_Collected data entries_
◆ ◆ ◆ ◆
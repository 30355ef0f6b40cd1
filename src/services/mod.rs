// src/services/mod.rs

//! Service layer for the fetch client.
//!
//! This module contains:
//! - the concurrent fetch engine (`DashboardFetcher` plus its worker,
//!   queue and limiter internals)
//! - the enrichment pass (`build_plan`, `enrich`)
//! - roster ingestion (`load_roster`) and name resolution (`match_school`)

mod enrich;
mod fetcher;
mod limiter;
mod matcher;
mod queue;
mod roster;
mod worker;

pub use enrich::{build_plan, enrich, MetaEntry, SchoolMeta};
pub use fetcher::DashboardFetcher;
pub use limiter::TokenBucket;
pub use matcher::match_school;
pub use queue::WorkQueue;
pub use roster::load_roster;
◆ ◆ ◆ ◆
_ASSIGNMENT_
Extract every line above that contains the word "matcher".

_ANSWER SPACE_
mod matcher;
pub use matcher::match_school;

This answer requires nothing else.